[Start of Attachment]
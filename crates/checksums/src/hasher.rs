use std::fmt;

use digest::Digest;

use crate::FileDigest;

/// Length in bytes of a raw MD5 digest.
pub const DIGEST_LEN: usize = 16;

/// Streaming MD5 hasher fed with the bytes of one file body.
#[derive(Clone, Default)]
pub struct Md5 {
    inner: md5::Md5,
    consumed: u64,
}

impl Md5 {
    /// Creates a hasher with an empty state.
    #[must_use]
    pub fn new() -> Self {
        Self::default()
    }

    /// Feeds additional bytes into the digest state.
    pub fn update(&mut self, data: &[u8]) {
        self.inner.update(data);
        self.consumed += data.len() as u64;
    }

    /// Number of bytes hashed so far.
    #[must_use]
    pub const fn bytes_hashed(&self) -> u64 {
        self.consumed
    }

    /// Finalises the digest and returns the raw 128-bit output.
    #[must_use]
    pub fn finalize(self) -> [u8; DIGEST_LEN] {
        self.inner.finalize().into()
    }

    /// Finalises the digest into its wire rendering.
    #[must_use]
    pub fn finish(self) -> FileDigest {
        FileDigest::from_bytes(self.finalize())
    }

    /// Computes the MD5 digest of `data` in one shot.
    #[must_use]
    pub fn digest(data: &[u8]) -> [u8; DIGEST_LEN] {
        let mut hasher = Self::new();
        hasher.update(data);
        hasher.finalize()
    }
}

impl fmt::Debug for Md5 {
    fn fmt(&self, f: &mut fmt::Formatter<'_>) -> fmt::Result {
        f.debug_struct("Md5")
            .field("consumed", &self.consumed)
            .finish_non_exhaustive()
    }
}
[End of Attachment]
### WHAT IS BEING ASKED
Nothing in the listing above may be altered; transcribe all of it.

### OUTPUT
filename crates/checksums/src/hasher.rs
use std::fmt;

use digest::Digest;

use crate::FileDigest;

/// Length in bytes of a raw MD5 digest.
pub const DIGEST_LEN: usize = 16;

/// Streaming MD5 hasher fed with the bytes of one file body.
#[derive(Clone, Default)]
pub struct Md5 {
    inner: md5::Md5,
    consumed: u64,
}

impl Md5 {
    /// Creates a hasher with an empty state.
    #[must_use]
    pub fn new() -> Self {
        Self::default()
    }

    /// Feeds additional bytes into the digest state.
    pub fn update(&mut self, data: &[u8]) {
        self.inner.update(data);
        self.consumed += data.len() as u64;
    }

    /// Number of bytes hashed so far.
    #[must_use]
    pub const fn bytes_hashed(&self) -> u64 {
        self.consumed
    }

    /// Finalises the digest and returns the raw 128-bit output.
    #[must_use]
    pub fn finalize(self) -> [u8; DIGEST_LEN] {
        self.inner.finalize().into()
    }

    /// Finalises the digest into its wire rendering.
    #[must_use]
    pub fn finish(self) -> FileDigest {
        FileDigest::from_bytes(self.finalize())
    }

    /// Computes the MD5 digest of `data` in one shot.
    #[must_use]
    pub fn digest(data: &[u8]) -> [u8; DIGEST_LEN] {
        let mut hasher = Self::new();
        hasher.update(data);
        hasher.finalize()
    }
}

impl fmt::Debug for Md5 {
    fn fmt(&self, f: &mut fmt::Formatter<'_>) -> fmt::Result {
        f.debug_struct("Md5")
            .field("consumed", &self.consumed)
            .finish_non_exhaustive()
    }
}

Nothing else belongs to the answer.